(Saved entries)
-- -- --

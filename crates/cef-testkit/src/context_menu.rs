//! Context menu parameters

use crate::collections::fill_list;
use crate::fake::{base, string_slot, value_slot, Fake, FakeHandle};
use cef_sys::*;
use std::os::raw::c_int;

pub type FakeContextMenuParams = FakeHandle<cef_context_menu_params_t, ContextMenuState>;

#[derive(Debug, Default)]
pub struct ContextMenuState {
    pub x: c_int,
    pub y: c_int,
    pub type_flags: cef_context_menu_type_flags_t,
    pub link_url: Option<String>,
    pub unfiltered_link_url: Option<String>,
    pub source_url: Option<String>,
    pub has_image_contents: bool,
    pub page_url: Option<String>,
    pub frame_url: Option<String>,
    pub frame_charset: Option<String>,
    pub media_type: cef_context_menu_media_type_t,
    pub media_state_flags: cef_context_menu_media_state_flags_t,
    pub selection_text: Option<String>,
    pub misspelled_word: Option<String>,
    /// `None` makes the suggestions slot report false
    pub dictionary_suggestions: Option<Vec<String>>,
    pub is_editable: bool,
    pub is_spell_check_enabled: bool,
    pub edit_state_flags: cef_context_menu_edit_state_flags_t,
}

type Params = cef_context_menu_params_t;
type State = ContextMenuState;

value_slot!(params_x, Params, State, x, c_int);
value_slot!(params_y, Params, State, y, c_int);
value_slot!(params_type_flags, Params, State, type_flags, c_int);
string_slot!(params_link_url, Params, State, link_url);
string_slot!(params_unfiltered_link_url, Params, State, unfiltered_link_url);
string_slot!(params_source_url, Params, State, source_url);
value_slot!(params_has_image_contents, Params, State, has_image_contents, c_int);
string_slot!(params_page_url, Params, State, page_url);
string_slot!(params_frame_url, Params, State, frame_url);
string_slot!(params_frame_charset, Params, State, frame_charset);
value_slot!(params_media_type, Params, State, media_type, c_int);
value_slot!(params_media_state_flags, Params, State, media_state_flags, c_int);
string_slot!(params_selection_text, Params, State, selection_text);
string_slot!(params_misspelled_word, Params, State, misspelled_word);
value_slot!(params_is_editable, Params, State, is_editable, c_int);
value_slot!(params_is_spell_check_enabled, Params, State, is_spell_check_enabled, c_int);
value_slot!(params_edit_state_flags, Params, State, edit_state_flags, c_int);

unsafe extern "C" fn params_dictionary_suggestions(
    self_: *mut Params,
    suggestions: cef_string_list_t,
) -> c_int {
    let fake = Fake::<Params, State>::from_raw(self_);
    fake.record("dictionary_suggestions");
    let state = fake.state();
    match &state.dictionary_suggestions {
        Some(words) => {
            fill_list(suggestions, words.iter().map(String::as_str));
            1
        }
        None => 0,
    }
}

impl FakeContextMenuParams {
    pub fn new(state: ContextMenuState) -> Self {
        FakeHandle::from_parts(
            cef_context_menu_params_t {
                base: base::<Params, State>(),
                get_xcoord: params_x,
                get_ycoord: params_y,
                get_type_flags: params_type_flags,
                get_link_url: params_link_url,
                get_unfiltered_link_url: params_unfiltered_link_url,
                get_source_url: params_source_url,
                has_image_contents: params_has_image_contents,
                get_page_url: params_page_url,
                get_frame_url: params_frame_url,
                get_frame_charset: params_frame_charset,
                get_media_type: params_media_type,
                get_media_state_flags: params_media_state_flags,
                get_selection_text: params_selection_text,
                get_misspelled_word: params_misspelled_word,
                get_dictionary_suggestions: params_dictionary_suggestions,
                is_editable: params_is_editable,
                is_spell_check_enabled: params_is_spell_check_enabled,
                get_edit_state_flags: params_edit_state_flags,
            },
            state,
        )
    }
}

-- -- --

» **WHAT IS NEEDED**:
Copy word for word the stretch of entries above from the line that has "value_slot!(params_x, Params, State, x, c_int);" through the line that has "string_slot!(params_source_url, Params, State, source_url);", both ends included, and nothing outside it.

» **EXPECTED ANSWER**:
value_slot!(params_x, Params, State, x, c_int);
value_slot!(params_y, Params, State, y, c_int);
value_slot!(params_type_flags, Params, State, type_flags, c_int);
string_slot!(params_link_url, Params, State, link_url);
string_slot!(params_unfiltered_link_url, Params, State, unfiltered_link_url);
string_slot!(params_source_url, Params, State, source_url);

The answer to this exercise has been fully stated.